TASK REQUIREMENTS: Return only that part of the material below which starts with the line containing "platform::min_sdk_version(self.platform, self.manifest)" and goes on through the line containing "a foreground right", restated exactly.
··· RECORDS
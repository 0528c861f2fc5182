//! Request batch

use crate::permission::{Permission, PermissionName};

/// Ordered set of rights to request
///
/// Names are unique. Adding a name that is already present removes the earlier
/// occurrence and appends the new one, so the last write wins while every
/// other right keeps its relative position.
///
/// ```
/// use permflow::batch::PermissionBatch;
/// use permflow::catalog;
///
/// let mut batch = PermissionBatch::new();
/// batch.push(catalog::camera());
/// batch.push(catalog::record_audio());
/// batch.push(catalog::camera());
/// assert_eq!(batch.as_slice(), &[catalog::record_audio(), catalog::camera()]);
/// ```
#[derive(Debug, Clone, Default, PartialEq, Eq)]
pub struct PermissionBatch {
    items: Vec<Permission>,
}

impl PermissionBatch {
    pub fn new() -> Self {
        Self::default()
    }

    /// Append a right, replacing any earlier occurrence of the same name
    pub fn push(&mut self, permission: Permission) {
        self.items.retain(|p| p != &permission);
        self.items.push(permission);
    }

    pub fn contains(&self, name: &(impl PermissionName + ?Sized)) -> bool {
        crate::permission::contains_permission(&self.items, name)
    }

    pub fn len(&self) -> usize {
        self.items.len()
    }

    pub fn is_empty(&self) -> bool {
        self.items.is_empty()
    }

    pub fn iter(&self) -> std::slice::Iter<'_, Permission> {
        self.items.iter()
    }

    pub fn as_slice(&self) -> &[Permission] {
        &self.items
    }

    pub fn into_vec(self) -> Vec<Permission> {
        self.items
    }
}

impl Extend<Permission> for PermissionBatch {
    fn extend<I: IntoIterator<Item = Permission>>(&mut self, iter: I) {
        for permission in iter {
            self.push(permission);
        }
    }
}

impl FromIterator<Permission> for PermissionBatch {
    fn from_iter<I: IntoIterator<Item = Permission>>(iter: I) -> Self {
        let mut batch = Self::new();
        batch.extend(iter);
        batch
    }
}

impl From<Vec<Permission>> for PermissionBatch {
    fn from(items: Vec<Permission>) -> Self {
        items.into_iter().collect()
    }
}

impl IntoIterator for PermissionBatch {
    type Item = Permission;
    type IntoIter = std::vec::IntoIter<Permission>;

    fn into_iter(self) -> Self::IntoIter {
        self.items.into_iter()
    }
}

impl<'a> IntoIterator for &'a PermissionBatch {
    type Item = &'a Permission;
    type IntoIter = std::slice::Iter<'a, Permission>;

    fn into_iter(self) -> Self::IntoIter {
        self.items.iter()
    }
}

#[cfg(test)]
mod tests {
    use super::*;
    use crate::catalog::{self, names};

    #[test]
    fn test_last_occurrence_wins() {
        let batch: PermissionBatch = vec![catalog::camera(), catalog::body_sensors(), catalog::camera()].into();
        assert_eq!(batch.as_slice(), &[catalog::body_sensors(), catalog::camera()]);
    }

    #[test]
    fn test_order_preserved_for_others() {
        let mut batch = PermissionBatch::new();
        batch.extend([
            catalog::camera(),
            catalog::record_audio(),
            catalog::read_contacts(),
        ]);
        batch.push(catalog::record_audio());

        let order: Vec<&str> = batch.iter().map(|p| p.name()).collect();
        assert_eq!(order, vec![names::CAMERA, names::READ_CONTACTS, names::RECORD_AUDIO]);
        assert!(batch.contains(names::READ_CONTACTS));
        assert_eq!(batch.len(), 3);
    }
}
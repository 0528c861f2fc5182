//! Permission descriptors
//!
//! Each distinct right is a type implementing [`PermissionDescriptor`]. Version
//! and vendor branching lives inside the implementing type, so adding a right
//! never touches the resolution or orchestration code.
//!
//! Descriptors are shared through the cheap, clonable [`Permission`] handle.
//! Two handles are equal iff their names are equal (case-sensitive); a handle
//! also compares equal to a raw name.
//!
//! # Families
//!
//! | Type | Channel | Examples |
//! |------|---------|----------|
//! | [`DangerousPermission`] | runtime prompt | CAMERA, READ_MEDIA_IMAGES, POST_NOTIFICATIONS |
//! | [`BackgroundPermission`] | runtime prompt after foreground | ACCESS_BACKGROUND_LOCATION |
//! | [`GetInstalledAppsPermission`] | vendor dependent | GET_INSTALLED_APPS |
//! | [`NotificationServicePermission`] | settings page | NOTIFICATION_SERVICE |
//! | [`NotificationPolicyPermission`] | settings page | ACCESS_NOTIFICATION_POLICY |
//! | [`SpecialPermission`] | settings page | SYSTEM_ALERT_WINDOW, MANAGE_EXTERNAL_STORAGE |

use permflow_api::{ManifestSnapshot, PageType, PermissionChannel, SettingsDestination};
use std::fmt;
use std::hash::{Hash, Hasher};
use std::ops::Deref;
use std::sync::Arc;
use std::time::Duration;

use crate::error::ConfigurationError;
use crate::platform::{self, Platform};

pub mod background;
pub mod base;
pub mod dangerous;
pub mod installed_apps;
pub mod notification;
pub mod special;

pub use background::BackgroundPermission;
pub use dangerous::DangerousPermission;
pub use installed_apps::GetInstalledAppsPermission;
pub use notification::{NotificationPolicyPermission, NotificationServicePermission};
pub use special::SpecialPermission;

/// Inputs to a descriptor's compliance rules
#[derive(Clone, Copy)]
pub struct ComplianceContext<'a> {
    /// Running system
    pub platform: &'a dyn Platform,
    /// Batch as submitted, before legacy substitution
    pub batch: &'a [Permission],
    /// Declared rights, when a snapshot is available
    pub manifest: Option<&'a ManifestSnapshot>,
}

impl ComplianceContext<'_> {
    /// Effective minimum API level of the application
    pub fn min_sdk_version(&self) -> u32 {
        platform::min_sdk_version(self.platform, self.manifest)
    }

    /// Position of a right in the batch
    pub fn position(&self, name: &str) -> Option<usize> {
        self.batch.iter().position(|p| p.name() == name)
    }
}

/// Capability interface of a single right
///
/// Only [`name`](Self::name), [`from_version`](Self::from_version),
/// [`is_granted`](Self::is_granted), [`is_permanently_denied`](Self::is_permanently_denied)
/// and [`must_declare`](Self::must_declare) are required; everything else has
/// the behavior of a plain right with no substitutes.
pub trait PermissionDescriptor: Send + Sync + fmt::Debug {
    /// Stable, globally unique name
    fn name(&self) -> &str;

    /// Logical category, e.g. "sensors"
    fn group(&self) -> Option<&str> {
        None
    }

    /// First API level on which the right exists
    fn from_version(&self, platform: &dyn Platform) -> u32;

    /// Older rights that stand in for this one below [`from_version`](Self::from_version)
    fn legacy_permissions(&self, _platform: &dyn Platform) -> Vec<Permission> {
        Vec::new()
    }

    /// Foreground rights a background right depends on
    fn foreground_permissions(&self, _platform: &dyn Platform) -> Vec<Permission> {
        Vec::new()
    }

    /// Whether this is the background companion of a foreground right
    fn is_background(&self, _platform: &dyn Platform) -> bool {
        false
    }

    /// How the right is obtained on the running system
    fn channel(&self, _platform: &dyn Platform) -> PermissionChannel {
        PermissionChannel::RuntimePrompt
    }

    /// Page kind used when the right is obtained through settings
    fn page_type(&self, _platform: &dyn Platform) -> PageType {
        PageType::Opaque
    }

    /// Name handed to the host's runtime prompt
    fn request_name(&self, _platform: &dyn Platform) -> String {
        self.name().to_string()
    }

    /// Whether the running system can actually ask for this right
    fn is_requestable(&self, platform: &dyn Platform) -> bool {
        platform.sdk_version() >= self.from_version(platform)
    }

    /// Whether the right is currently held
    ///
    /// `skip_side_effects` asks implementations not to trigger anything that
    /// could influence later state (used right before showing a prompt).
    fn is_granted(&self, platform: &dyn Platform, skip_side_effects: bool) -> bool;

    /// Whether the user refused the right in a way no prompt can undo
    ///
    /// Only meaningful after at least one prompt cycle.
    fn is_permanently_denied(&self, platform: &dyn Platform) -> bool;

    /// Settings pages for this right, most specific first
    fn settings_destinations(
        &self,
        platform: &dyn Platform,
        _skip_side_effects: bool,
    ) -> Vec<SettingsDestination> {
        SettingsDestination::common(platform.package_name())
    }

    /// Pause before requesting this right after the previous group
    fn request_interval(&self, _platform: &dyn Platform) -> Duration {
        Duration::ZERO
    }

    /// Longest wait for an asynchronous grant confirmation
    fn result_wait(&self, _platform: &dyn Platform) -> Duration {
        Duration::ZERO
    }

    /// Whether the right must be declared in the manifest
    fn must_declare(&self) -> bool;

    /// Lowest target API level that may request this right
    fn min_target_sdk(&self, platform: &dyn Platform) -> u32 {
        self.from_version(platform)
    }

    /// Validate target API level, manifest and batch shape
    fn check_compliance(&self, ctx: &ComplianceContext<'_>) -> Result<(), ConfigurationError> {
        self.check_target_sdk(ctx)?;
        if let Some(manifest) = ctx.manifest {
            self.check_manifest(ctx, manifest)?;
        }
        self.check_batch(ctx)
    }

    /// Target API level rule
    fn check_target_sdk(&self, ctx: &ComplianceContext<'_>) -> Result<(), ConfigurationError> {
        base::check_target_sdk(self, ctx)
    }

    /// Manifest declaration rules
    fn check_manifest(
        &self,
        _ctx: &ComplianceContext<'_>,
        manifest: &ManifestSnapshot,
    ) -> Result<(), ConfigurationError> {
        base::check_declared_self(self, manifest)
    }

    /// Rules about other rights in the same batch
    fn check_batch(&self, _ctx: &ComplianceContext<'_>) -> Result<(), ConfigurationError> {
        Ok(())
    }
}

/// Shared handle to a descriptor
#[derive(Clone)]
pub struct Permission(Arc<dyn PermissionDescriptor>);

impl Permission {
    pub fn new(descriptor: impl PermissionDescriptor + 'static) -> Self {
        Self(Arc::new(descriptor))
    }

    pub fn name(&self) -> &str {
        self.0.name()
    }
}

impl Deref for Permission {
    type Target = dyn PermissionDescriptor;

    fn deref(&self) -> &Self::Target {
        &*self.0
    }
}

impl PartialEq for Permission {
    fn eq(&self, other: &Self) -> bool {
        self.name() == other.name()
    }
}

impl Eq for Permission {}

impl Hash for Permission {
    fn hash<H: Hasher>(&self, state: &mut H) {
        self.name().hash(state);
    }
}

impl PartialEq<str> for Permission {
    fn eq(&self, other: &str) -> bool {
        self.name() == other
    }
}

impl PartialEq<&str> for Permission {
    fn eq(&self, other: &&str) -> bool {
        self.name() == *other
    }
}

impl fmt::Debug for Permission {
    fn fmt(&self, f: &mut fmt::Formatter<'_>) -> fmt::Result {
        f.debug_tuple("Permission").field(&self.name()).finish()
    }
}

impl fmt::Display for Permission {
    fn fmt(&self, f: &mut fmt::Formatter<'_>) -> fmt::Result {
        f.write_str(self.name())
    }
}

/// Anything that identifies a right by name
pub trait PermissionName {
    fn permission_name(&self) -> &str;
}

impl PermissionName for Permission {
    fn permission_name(&self) -> &str {
        self.name()
    }
}

impl PermissionName for str {
    fn permission_name(&self) -> &str {
        self
    }
}

impl PermissionName for String {
    fn permission_name(&self) -> &str {
        self
    }
}

impl<T: PermissionName + ?Sized> PermissionName for &T {
    fn permission_name(&self) -> &str {
        (**self).permission_name()
    }
}

/// Name identity between two rights
pub fn equals_permission(a: &(impl PermissionName + ?Sized), b: &(impl PermissionName + ?Sized)) -> bool {
    a.permission_name() == b.permission_name()
}

/// Whether `permissions` holds a right with the given name
pub fn contains_permission(permissions: &[Permission], target: &(impl PermissionName + ?Sized)) -> bool {
    permissions
        .iter()
        .any(|p| p.name() == target.permission_name())
}

/// Health Connect rights share a name prefix
pub fn is_health_permission(permission: &(impl PermissionName + ?Sized)) -> bool {
    permission
        .permission_name()
        .starts_with("android.permission.health.")
}

#[cfg(test)]
mod tests {
    use super::*;
    use crate::catalog::{self, names};
    use std::collections::HashSet;

    #[test]
    fn test_equality_is_by_name() {
        let camera = catalog::camera();
        let again = catalog::find(names::CAMERA).unwrap();

        assert_eq!(camera, again);
        assert!(camera == names::CAMERA);
        assert!(equals_permission(&camera, names::CAMERA));
        assert!(equals_permission(names::CAMERA, &String::from(names::CAMERA)));
        assert!(!equals_permission(&camera, "android.permission.camera"));
    }

    #[test]
    fn test_hash_set_membership() {
        let mut set = HashSet::new();
        set.insert(catalog::camera());
        set.insert(catalog::find(names::CAMERA).unwrap());
        set.insert(catalog::record_audio());
        assert_eq!(set.len(), 2);
    }

    #[test]
    fn test_contains_permission() {
        let list = vec![catalog::camera(), catalog::body_sensors()];
        assert!(contains_permission(&list, names::BODY_SENSORS));
        assert!(contains_permission(&list, &catalog::camera()));
        assert!(!contains_permission(&list, names::RECORD_AUDIO));
    }

    #[test]
    fn test_health_prefix() {
        assert!(is_health_permission("android.permission.health.READ_HEART_RATE"));
        assert!(!is_health_permission(&catalog::body_sensors()));
    }

    #[test]
    fn test_display_is_name() {
        assert_eq!(catalog::camera().to_string(), names::CAMERA);
    }
}
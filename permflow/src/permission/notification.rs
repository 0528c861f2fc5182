//! Notification switches obtained through settings pages

use permflow_api::{actions, version, PermissionChannel, SettingsDestination};
use std::time::Duration;

use super::base;
use super::PermissionDescriptor;
use crate::catalog::names;
use crate::platform::{Platform, SpecialAccess};

/// Whether the application may post notifications at all
///
/// A virtual right: nothing is declared, the switch lives on the app's
/// notification settings page. Notifications are on unless the user turned
/// them off, so an unreadable switch counts as held.
#[derive(Debug, Clone, Copy, Default)]
pub struct NotificationServicePermission;

impl PermissionDescriptor for NotificationServicePermission {
    fn name(&self) -> &str {
        names::NOTIFICATION_SERVICE
    }

    fn group(&self) -> Option<&str> {
        Some(crate::catalog::groups::NOTIFICATIONS)
    }

    fn from_version(&self, _platform: &dyn Platform) -> u32 {
        version::ANDROID_4_4
    }

    fn channel(&self, platform: &dyn Platform) -> PermissionChannel {
        if self.is_requestable(platform) {
            PermissionChannel::SettingsPage
        } else {
            PermissionChannel::AlwaysGranted
        }
    }

    fn is_granted(&self, platform: &dyn Platform, _skip_side_effects: bool) -> bool {
        if !self.is_requestable(platform) {
            return true;
        }
        platform
            .special_access(SpecialAccess::NotificationsEnabled)
            .unwrap_or(true)
    }

    fn is_permanently_denied(&self, _platform: &dyn Platform) -> bool {
        false
    }

    fn settings_destinations(
        &self,
        platform: &dyn Platform,
        _skip_side_effects: bool,
    ) -> Vec<SettingsDestination> {
        let mut specific = Vec::new();
        if platform.sdk_version() >= version::ANDROID_8 {
            specific.push(SettingsDestination::for_package(
                actions::APP_NOTIFICATION_SETTINGS,
                platform.package_name(),
            ));
        }
        base::with_common_tail(platform, specific)
    }

    fn result_wait(&self, platform: &dyn Platform) -> Duration {
        base::settings_result_wait(platform, self.is_requestable(platform))
    }

    fn must_declare(&self) -> bool {
        false
    }
}

/// Do Not Disturb policy access
#[derive(Debug, Clone, Copy, Default)]
pub struct NotificationPolicyPermission;

impl PermissionDescriptor for NotificationPolicyPermission {
    fn name(&self) -> &str {
        names::ACCESS_NOTIFICATION_POLICY
    }

    fn group(&self) -> Option<&str> {
        Some(crate::catalog::groups::NOTIFICATIONS)
    }

    fn from_version(&self, _platform: &dyn Platform) -> u32 {
        version::ANDROID_6
    }

    fn channel(&self, platform: &dyn Platform) -> PermissionChannel {
        if self.is_requestable(platform) {
            PermissionChannel::SettingsPage
        } else {
            PermissionChannel::AlwaysGranted
        }
    }

    fn is_granted(&self, platform: &dyn Platform, _skip_side_effects: bool) -> bool {
        if !self.is_requestable(platform) {
            return true;
        }
        platform
            .special_access(SpecialAccess::NotificationPolicy)
            .unwrap_or(false)
    }

    fn is_permanently_denied(&self, _platform: &dyn Platform) -> bool {
        false
    }

    fn settings_destinations(
        &self,
        platform: &dyn Platform,
        _skip_side_effects: bool,
    ) -> Vec<SettingsDestination> {
        let mut specific = Vec::new();
        // the detail page is missing on Huawei-family forks
        if platform.sdk_version() >= version::ANDROID_10 && !platform.device_os().is_huawei_family() {
            specific.push(SettingsDestination::for_package(
                actions::NOTIFICATION_POLICY_ACCESS_DETAIL_SETTINGS,
                platform.package_name(),
            ));
        }
        if platform.sdk_version() >= version::ANDROID_6 {
            specific.push(SettingsDestination::new(actions::NOTIFICATION_POLICY_ACCESS_SETTINGS));
        }
        base::with_common_tail(platform, specific)
    }

    fn result_wait(&self, platform: &dyn Platform) -> Duration {
        base::settings_result_wait(platform, self.is_requestable(platform))
    }

    fn must_declare(&self) -> bool {
        true
    }
}

#[cfg(test)]
mod tests {
    use super::*;
    use crate::catalog;
    use crate::platform::MemoryPlatform;
    use permflow_api::{DeviceOs, OsKind};

    #[test]
    fn test_notification_service_defaults_to_enabled() {
        let platform = MemoryPlatform::new(version::ANDROID_13);
        let service = catalog::notification_service();

        assert_eq!(service.channel(&platform), PermissionChannel::SettingsPage);
        assert!(service.is_granted(&platform, false));
        platform.set_special_access(SpecialAccess::NotificationsEnabled, false);
        assert!(!service.is_granted(&platform, false));
        assert!(!service.is_permanently_denied(&platform));
    }

    #[test]
    fn test_notification_service_pages_by_version() {
        let service = catalog::notification_service();

        let old = MemoryPlatform::new(version::ANDROID_7);
        assert_eq!(
            service.settings_destinations(&old, false),
            SettingsDestination::common("com.example.app")
        );

        let new = MemoryPlatform::new(version::ANDROID_8);
        let list = service.settings_destinations(&new, false);
        assert_eq!(list.len(), 5);
        assert_eq!(list[0].action, actions::APP_NOTIFICATION_SETTINGS);
    }

    #[test]
    fn test_policy_detail_page_skipped_on_huawei_family() {
        let policy = catalog::access_notification_policy();

        let stock = MemoryPlatform::new(version::ANDROID_12);
        let list = policy.settings_destinations(&stock, false);
        assert_eq!(list[0].action, actions::NOTIFICATION_POLICY_ACCESS_DETAIL_SETTINGS);
        assert_eq!(list[1].action, actions::NOTIFICATION_POLICY_ACCESS_SETTINGS);

        let emui = MemoryPlatform::new(version::ANDROID_12).with_device_os(DeviceOs::new(OsKind::Emui));
        let list = policy.settings_destinations(&emui, false);
        assert_eq!(list[0].action, actions::NOTIFICATION_POLICY_ACCESS_SETTINGS);
        assert_eq!(policy.result_wait(&emui), Duration::from_millis(300));
    }

    #[test]
    fn test_policy_needs_switch() {
        let platform = MemoryPlatform::new(version::ANDROID_12);
        let policy = catalog::access_notification_policy();

        assert!(!policy.is_granted(&platform, false));
        platform.set_special_access(SpecialAccess::NotificationPolicy, true);
        assert!(policy.is_granted(&platform, false));
        assert!(policy.is_granted(&MemoryPlatform::new(version::ANDROID_5), false));
    }
}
······
EXERCISE ANSWER:
        platform::min_sdk_version(self.platform, self.manifest)
    }

    /// Position of a right in the batch
    pub fn position(&self, name: &str) -> Option<usize> {
        self.batch.iter().position(|p| p.name() == name)
    }
}

/// Capability interface of a single right
///
/// Only [`name`](Self::name), [`from_version`](Self::from_version),
/// [`is_granted`](Self::is_granted), [`is_permanently_denied`](Self::is_permanently_denied)
/// and [`must_declare`](Self::must_declare) are required; everything else has
/// the behavior of a plain right with no substitutes.
pub trait PermissionDescriptor: Send + Sync + fmt::Debug {
    /// Stable, globally unique name
    fn name(&self) -> &str;

    /// Logical category, e.g. "sensors"
    fn group(&self) -> Option<&str> {
        None
    }

    /// First API level on which the right exists
    fn from_version(&self, platform: &dyn Platform) -> u32;

    /// Older rights that stand in for this one below [`from_version`](Self::from_version)
    fn legacy_permissions(&self, _platform: &dyn Platform) -> Vec<Permission> {
        Vec::new()
    }

    /// Foreground rights a background right depends on
    fn foreground_permissions(&self, _platform: &dyn Platform) -> Vec<Permission> {
        Vec::new()
    }

    /// Whether this is the background companion of a foreground right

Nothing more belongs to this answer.